▶ [WORK TASK]
Produce an exact copy of the lines from the line containing "if self.simulation.cycle_forcing &&" through the last line of the entries below, and only those lines.

--- RECORDS SHOWN Enclosed Below ---

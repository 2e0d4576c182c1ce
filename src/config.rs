/*!
TOML model input.

A run is described by one file:

```toml
[simulation]
days = 120
forcing_file = "weather.csv"   # relative to this file
forcing_columns = "standard"   # or "crop_soil": rain, lai, crop pet, soil pet
cycle_forcing = false

[engine]
extraction = "top_down"        # or "root_weighted"
water_stress = true

[engine.infiltration]
kind = "curve_number"
soil_group = "B"
land_use = "row crops good"

[engine.bottom]
kind = "spill_over"            # or "free_drainage", "water_table"

[roots]
depth = 300.0
growth_rate = 8.0

[[layers]]
name = "Ap"
thickness = 200.0
theta = -2.0                   # field capacity
texture = { clay = 20.0, sand = 40.0, om = 2.5 }
```

Daily forcing may also be given inline as `forcing = """..."""` in the
`[simulation]` table, using the same text format as a forcing file.
*/
use crate::boundary_cond::{BottomBoundary, InfiltrationCap};
use crate::daily_inputs::{ColumnLayout, DailyInputs};
use crate::error::{BalanceError, Result};
use crate::root_uptake::{ExtractionOrder, RootGrowth, root_fractions};
use crate::runoff::curve_number;
use crate::simulator::Simulator;
use crate::soil_hydra::{SoilLayer, SoilParams, Texture};
use crate::soil_profile::SoilProfile;
use crate::water_balance::{EngineConfig, WaterBalanceEngine};
use log::info;
use serde::Deserialize;
use std::fs;
use std::path::{Path, PathBuf};

// Field capacity, used when a layer gives no initial water content
const DEFAULT_MOISTURE_CODE: f64 = -2.0;

#[derive(Clone, Debug, Deserialize)]
pub struct SimulationInput {
    pub days: usize,
    pub forcing_file: Option<PathBuf>,
    pub forcing: Option<String>,
    #[serde(default)]
    pub forcing_columns: ColumnLayout,
    #[serde(default)]
    pub cycle_forcing: bool,
}

// Infiltration settings as written in the file
#[derive(Clone, Debug, Default, Deserialize)]
#[serde(tag = "kind", rename_all = "snake_case")]
pub enum InfiltrationInput {
    #[default]
    TopLayerKsat,
    Fixed {
        rate: f64,
    },
    CurveNumber {
        cn: Option<f64>,
        soil_group: Option<String>,
        land_use: Option<String>,
    },
}

impl InfiltrationInput {
    pub fn resolve(&self) -> Result<InfiltrationCap> {
        let cap = match self {
            InfiltrationInput::TopLayerKsat => InfiltrationCap::TopLayerKsat,
            InfiltrationInput::Fixed { rate } => InfiltrationCap::Fixed { rate: *rate },
            InfiltrationInput::CurveNumber { cn: Some(cn), .. } => {
                InfiltrationCap::CurveNumber { cn: *cn }
            }
            InfiltrationInput::CurveNumber {
                cn: None,
                soil_group: Some(group),
                land_use: Some(land_use),
            } => InfiltrationCap::CurveNumber {
                cn: curve_number(group, land_use)?,
            },
            InfiltrationInput::CurveNumber { .. } => {
                return Err(BalanceError::Config(
                    "curve_number infiltration needs `cn` or both `soil_group` and `land_use`"
                        .to_string(),
                ));
            }
        };
        cap.validate()?;
        Ok(cap)
    }
}

#[derive(Clone, Debug, Default, Deserialize)]
pub struct EngineInput {
    #[serde(default)]
    pub extraction: ExtractionOrder,
    #[serde(default)]
    pub water_stress: bool,
    pub tolerance: Option<f64>,
    #[serde(default)]
    pub infiltration: InfiltrationInput,
    #[serde(default)]
    pub bottom: BottomBoundary,
}

#[derive(Clone, Copy, Debug, Default, Deserialize)]
pub struct RootsInput {
    pub depth: Option<f64>,       // Initial rooting depth [mm]
    pub growth_rate: Option<f64>, // Enables daily root growth [mm/day]
}

#[derive(Clone, Debug, Deserialize)]
pub struct LayerInput {
    pub name: Option<String>,
    pub thickness: f64,
    pub theta: Option<f64>, // m³/m³, or -1 / -2 / -3 for SAT / FC / PWP
    pub root_fraction: Option<f64>,
    pub theta_sat: Option<f64>,
    pub theta_fc: Option<f64>,
    pub theta_pwp: Option<f64>,
    pub ksat: Option<f64>, // mm/day
    pub texture: Option<Texture>,
}

impl LayerInput {
    // Explicit values win over texture-derived ones
    fn params(&self, index: usize) -> Result<SoilParams> {
        let derived = self.texture.map(SoilParams::from_texture).transpose()?;
        let pick = |explicit: Option<f64>, from_texture: Option<f64>, what: &str| {
            explicit.or(from_texture).ok_or_else(|| {
                BalanceError::Config(format!(
                    "layer {}: `{what}` is missing and no texture was given",
                    index + 1
                ))
            })
        };
        SoilParams::new(
            pick(self.theta_sat, derived.map(|p| p.theta_sat()), "theta_sat")?,
            pick(self.theta_fc, derived.map(|p| p.theta_fc()), "theta_fc")?,
            pick(self.theta_pwp, derived.map(|p| p.theta_pwp()), "theta_pwp")?,
            pick(self.ksat, derived.map(|p| p.ksat()), "ksat")?,
        )
    }

    fn build(&self, index: usize, root_fraction: f64) -> Result<SoilLayer> {
        let params = self.params(index)?;
        let theta = params.resolve_moisture_code(self.theta.unwrap_or(DEFAULT_MOISTURE_CODE));
        SoilLayer::new(self.thickness, params, theta, root_fraction)
    }
}

// Everything needed to set up one run
#[derive(Clone, Debug, Deserialize)]
pub struct ModelInput {
    pub simulation: SimulationInput,
    #[serde(default)]
    pub engine: EngineInput,
    #[serde(default)]
    pub roots: RootsInput,
    pub layers: Vec<LayerInput>,
    #[serde(skip)]
    base_dir: PathBuf,
}

impl ModelInput {
    pub fn from_toml_str(text: &str) -> Result<Self> {
        Ok(toml::from_str(text)?)
    }

    // Relative paths inside the file resolve against its directory
    pub fn from_file(path: impl AsRef<Path>) -> Result<Self> {
        let path = path.as_ref();
        let mut input = Self::from_toml_str(&fs::read_to_string(path)?)?;
        input.base_dir = path.parent().map(Path::to_path_buf).unwrap_or_default();
        Ok(input)
    }

    pub fn build_profile(&self) -> Result<SoilProfile> {
        let derive_roots = self.roots.depth.is_some()
            && self.layers.iter().all(|l| l.root_fraction.is_none());
        let fractions = match self.roots.depth {
            Some(depth) if derive_roots => {
                root_fractions(self.layers.iter().map(|l| l.thickness), depth)
            }
            _ => self
                .layers
                .iter()
                .map(|l| l.root_fraction.unwrap_or(0.0))
                .collect(),
        };

        let mut layers = Vec::with_capacity(self.layers.len());
        for (index, (input, fraction)) in self.layers.iter().zip(fractions).enumerate() {
            let layer = input.build(index, fraction).map_err(|e| match e {
                BalanceError::InvalidProfile(msg) => {
                    BalanceError::InvalidProfile(format!("layer {}: {msg}", index + 1))
                }
                other => other,
            })?;
            layers.push(match &input.name {
                Some(name) => layer.with_name(name.clone()),
                None => layer,
            });
        }

        let profile = SoilProfile::new(layers)?;
        match self.roots.depth {
            Some(depth) => profile.with_root_depth(depth),
            None => Ok(profile),
        }
    }

    pub fn engine_config(&self) -> Result<EngineConfig> {
        let defaults = EngineConfig::default();
        let config = EngineConfig {
            extraction: self.engine.extraction,
            infiltration: self.engine.infiltration.resolve()?,
            bottom: self.engine.bottom,
            water_stress: self.engine.water_stress,
            root_growth: self.roots.growth_rate.map(|rate| RootGrowth { rate }),
            tolerance: self.engine.tolerance.unwrap_or(defaults.tolerance),
        };
        config.validate()?;
        Ok(config)
    }

    pub fn load_forcing(&self) -> Result<DailyInputs> {
        match (&self.simulation.forcing_file, &self.simulation.forcing) {
            (Some(_), Some(_)) => Err(BalanceError::Config(
                "give either `forcing_file` or `forcing`, not both".to_string(),
            )),
            (Some(file), None) => {
                DailyInputs::from_file(self.base_dir.join(file), self.simulation.forcing_columns)
            }
            (None, Some(text)) => {
                DailyInputs::from_text_with_layout(text, self.simulation.forcing_columns)
            }
            (None, None) => Err(BalanceError::Config(
                "no daily forcing: set `forcing_file` or `forcing`".to_string(),
            )),
        }
    }

    /// Assemble a ready-to-run simulator.
    ///
    /// `days` overrides the run length from the file. With `cycle_forcing`
    /// a short forcing series is repeated to cover the run; otherwise a short
    /// series is reported when the run reaches its end.
    pub fn build_simulator(&self, days: Option<usize>) -> Result<Simulator> {
        let days = days.unwrap_or(self.simulation.days);
        let profile = self.build_profile()?;
        let engine = WaterBalanceEngine::new(self.engine_config()?)?;
        let mut forcing = self.load_forcing()?;
        if self.simulation.cycle_forcing && forcing.len() < days {
            info!("repeating {} forcing days to cover {days}", forcing.len());
            forcing = forcing.cycled(days);
        }
        Ok(Simulator::new(profile, forcing, engine, days))
    }
}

--- End of Enclosed RECORDS SHOWN ---

▶ [RESULT]
        if self.simulation.cycle_forcing && forcing.len() < days {
            info!("repeating {} forcing days to cover {days}", forcing.len());
            forcing = forcing.cycled(days);
        }
        Ok(Simulator::new(profile, forcing, engine, days))
    }
}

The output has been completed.